Dataset excerpts:

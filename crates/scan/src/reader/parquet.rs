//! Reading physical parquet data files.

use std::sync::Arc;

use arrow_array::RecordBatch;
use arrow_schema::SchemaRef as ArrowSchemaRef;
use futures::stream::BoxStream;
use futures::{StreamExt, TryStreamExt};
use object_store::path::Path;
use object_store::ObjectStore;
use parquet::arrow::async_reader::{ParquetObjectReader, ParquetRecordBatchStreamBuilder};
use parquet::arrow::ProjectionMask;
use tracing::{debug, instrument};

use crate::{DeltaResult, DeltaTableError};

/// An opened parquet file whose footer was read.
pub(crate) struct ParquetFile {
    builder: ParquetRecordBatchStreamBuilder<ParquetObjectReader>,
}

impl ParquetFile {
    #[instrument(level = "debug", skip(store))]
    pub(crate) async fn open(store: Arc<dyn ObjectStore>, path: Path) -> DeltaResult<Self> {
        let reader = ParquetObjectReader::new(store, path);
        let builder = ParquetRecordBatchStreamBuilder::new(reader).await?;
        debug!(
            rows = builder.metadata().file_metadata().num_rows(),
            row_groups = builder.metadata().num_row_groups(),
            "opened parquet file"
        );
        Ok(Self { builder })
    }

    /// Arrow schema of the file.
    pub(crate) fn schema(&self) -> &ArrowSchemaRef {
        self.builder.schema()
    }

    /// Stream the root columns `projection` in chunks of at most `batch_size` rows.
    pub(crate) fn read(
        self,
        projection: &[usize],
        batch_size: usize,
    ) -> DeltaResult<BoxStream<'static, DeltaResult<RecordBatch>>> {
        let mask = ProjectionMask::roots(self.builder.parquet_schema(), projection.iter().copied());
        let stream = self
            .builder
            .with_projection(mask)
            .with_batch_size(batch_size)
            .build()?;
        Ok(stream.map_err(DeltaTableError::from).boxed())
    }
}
---
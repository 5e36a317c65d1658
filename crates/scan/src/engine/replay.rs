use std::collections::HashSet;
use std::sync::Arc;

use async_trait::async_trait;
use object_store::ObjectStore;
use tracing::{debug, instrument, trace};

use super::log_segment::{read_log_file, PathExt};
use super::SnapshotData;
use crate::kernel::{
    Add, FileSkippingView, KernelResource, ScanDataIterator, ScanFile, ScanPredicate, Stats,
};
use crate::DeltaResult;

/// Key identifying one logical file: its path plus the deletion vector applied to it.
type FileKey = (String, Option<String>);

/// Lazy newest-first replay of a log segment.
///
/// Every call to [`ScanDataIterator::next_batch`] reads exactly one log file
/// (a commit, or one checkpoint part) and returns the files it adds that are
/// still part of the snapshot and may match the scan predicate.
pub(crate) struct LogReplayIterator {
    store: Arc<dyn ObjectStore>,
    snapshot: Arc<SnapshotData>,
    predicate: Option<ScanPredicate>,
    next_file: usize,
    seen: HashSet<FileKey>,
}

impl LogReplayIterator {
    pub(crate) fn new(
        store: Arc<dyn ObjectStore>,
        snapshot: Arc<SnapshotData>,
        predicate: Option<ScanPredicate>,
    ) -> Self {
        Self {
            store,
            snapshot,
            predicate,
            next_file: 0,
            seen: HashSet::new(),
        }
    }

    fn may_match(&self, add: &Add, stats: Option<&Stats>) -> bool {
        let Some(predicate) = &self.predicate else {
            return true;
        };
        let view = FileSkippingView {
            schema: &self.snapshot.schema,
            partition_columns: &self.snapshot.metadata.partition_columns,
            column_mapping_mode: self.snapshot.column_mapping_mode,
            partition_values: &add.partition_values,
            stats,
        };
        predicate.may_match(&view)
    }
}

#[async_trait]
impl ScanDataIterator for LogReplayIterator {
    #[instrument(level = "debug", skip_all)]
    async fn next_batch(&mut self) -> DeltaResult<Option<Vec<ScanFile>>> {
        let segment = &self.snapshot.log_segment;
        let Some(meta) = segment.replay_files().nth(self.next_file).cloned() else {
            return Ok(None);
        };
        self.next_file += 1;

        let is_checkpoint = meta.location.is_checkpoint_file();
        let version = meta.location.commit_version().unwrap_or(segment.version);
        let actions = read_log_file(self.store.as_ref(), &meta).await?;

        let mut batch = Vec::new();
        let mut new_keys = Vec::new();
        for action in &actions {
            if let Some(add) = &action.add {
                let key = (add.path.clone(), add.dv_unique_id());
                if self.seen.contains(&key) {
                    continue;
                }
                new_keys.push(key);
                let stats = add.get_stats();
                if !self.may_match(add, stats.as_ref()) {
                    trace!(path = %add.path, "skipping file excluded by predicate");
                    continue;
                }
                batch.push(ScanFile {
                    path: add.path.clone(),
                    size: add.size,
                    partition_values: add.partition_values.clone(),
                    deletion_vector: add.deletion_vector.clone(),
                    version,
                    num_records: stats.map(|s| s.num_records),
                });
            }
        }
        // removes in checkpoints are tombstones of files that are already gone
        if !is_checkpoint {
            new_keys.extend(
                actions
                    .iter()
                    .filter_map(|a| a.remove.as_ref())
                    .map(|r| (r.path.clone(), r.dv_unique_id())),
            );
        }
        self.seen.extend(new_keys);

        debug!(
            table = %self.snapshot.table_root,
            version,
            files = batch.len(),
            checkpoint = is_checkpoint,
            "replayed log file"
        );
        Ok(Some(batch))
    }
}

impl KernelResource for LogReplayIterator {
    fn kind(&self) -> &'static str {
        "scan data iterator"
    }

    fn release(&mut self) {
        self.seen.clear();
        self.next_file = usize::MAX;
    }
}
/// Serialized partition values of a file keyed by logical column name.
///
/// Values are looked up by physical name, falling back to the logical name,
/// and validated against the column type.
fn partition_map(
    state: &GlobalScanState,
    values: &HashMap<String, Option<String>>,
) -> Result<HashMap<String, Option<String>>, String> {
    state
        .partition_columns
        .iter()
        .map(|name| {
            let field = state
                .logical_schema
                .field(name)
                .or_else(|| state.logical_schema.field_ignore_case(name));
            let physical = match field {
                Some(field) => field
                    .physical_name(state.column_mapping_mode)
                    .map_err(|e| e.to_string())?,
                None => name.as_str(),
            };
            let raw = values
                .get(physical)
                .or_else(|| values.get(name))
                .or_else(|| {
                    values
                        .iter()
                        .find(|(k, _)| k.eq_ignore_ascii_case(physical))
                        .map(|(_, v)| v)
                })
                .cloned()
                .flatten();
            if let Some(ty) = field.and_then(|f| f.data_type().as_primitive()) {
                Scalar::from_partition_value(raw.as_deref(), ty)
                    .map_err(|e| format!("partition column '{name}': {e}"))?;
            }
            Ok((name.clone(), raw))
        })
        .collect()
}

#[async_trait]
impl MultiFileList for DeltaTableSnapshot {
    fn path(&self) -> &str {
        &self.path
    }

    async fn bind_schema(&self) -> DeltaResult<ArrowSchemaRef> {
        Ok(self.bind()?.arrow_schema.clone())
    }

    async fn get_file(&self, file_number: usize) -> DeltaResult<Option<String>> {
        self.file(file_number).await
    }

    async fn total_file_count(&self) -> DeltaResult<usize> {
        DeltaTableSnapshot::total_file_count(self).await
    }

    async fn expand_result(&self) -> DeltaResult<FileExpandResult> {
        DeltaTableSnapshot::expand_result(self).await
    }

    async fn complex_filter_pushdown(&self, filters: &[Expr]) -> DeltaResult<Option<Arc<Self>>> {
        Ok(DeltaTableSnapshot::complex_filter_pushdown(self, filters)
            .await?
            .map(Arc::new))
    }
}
==
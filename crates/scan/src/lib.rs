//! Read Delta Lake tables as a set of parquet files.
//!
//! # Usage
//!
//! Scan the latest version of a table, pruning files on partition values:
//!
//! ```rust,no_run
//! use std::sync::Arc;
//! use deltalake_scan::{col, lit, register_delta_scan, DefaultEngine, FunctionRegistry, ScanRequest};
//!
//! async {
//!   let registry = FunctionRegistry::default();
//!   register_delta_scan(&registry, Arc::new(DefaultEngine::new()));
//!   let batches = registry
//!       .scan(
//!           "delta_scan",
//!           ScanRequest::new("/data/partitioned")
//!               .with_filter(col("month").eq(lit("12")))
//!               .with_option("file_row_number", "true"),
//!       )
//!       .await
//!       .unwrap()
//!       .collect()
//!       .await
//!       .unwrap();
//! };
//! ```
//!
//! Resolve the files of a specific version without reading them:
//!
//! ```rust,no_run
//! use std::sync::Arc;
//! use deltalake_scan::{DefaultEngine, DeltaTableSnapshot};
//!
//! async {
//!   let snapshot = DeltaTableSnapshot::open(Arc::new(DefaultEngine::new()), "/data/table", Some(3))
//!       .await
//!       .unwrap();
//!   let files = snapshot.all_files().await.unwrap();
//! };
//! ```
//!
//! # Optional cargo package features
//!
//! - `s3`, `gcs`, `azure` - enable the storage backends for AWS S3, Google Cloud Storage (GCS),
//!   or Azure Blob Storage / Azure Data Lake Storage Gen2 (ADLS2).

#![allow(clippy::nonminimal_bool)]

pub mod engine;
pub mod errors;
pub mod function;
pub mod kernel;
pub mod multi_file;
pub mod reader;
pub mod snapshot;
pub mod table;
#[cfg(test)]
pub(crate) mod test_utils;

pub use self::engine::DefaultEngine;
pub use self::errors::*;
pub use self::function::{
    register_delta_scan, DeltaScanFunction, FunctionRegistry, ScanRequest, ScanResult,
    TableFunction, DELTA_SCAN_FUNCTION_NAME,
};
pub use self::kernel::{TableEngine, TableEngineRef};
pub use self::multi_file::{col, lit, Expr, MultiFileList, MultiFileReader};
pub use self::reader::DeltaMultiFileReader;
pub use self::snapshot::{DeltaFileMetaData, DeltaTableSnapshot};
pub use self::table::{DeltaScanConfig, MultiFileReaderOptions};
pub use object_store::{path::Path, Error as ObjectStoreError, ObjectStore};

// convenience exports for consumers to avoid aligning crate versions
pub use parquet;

YOUR OBJECTIVE:
The answer should consist of every line above in which "cloned" appears.

OUTPUT:
        let Some(meta) = segment.replay_files().nth(self.next_file).cloned() else {
                .cloned()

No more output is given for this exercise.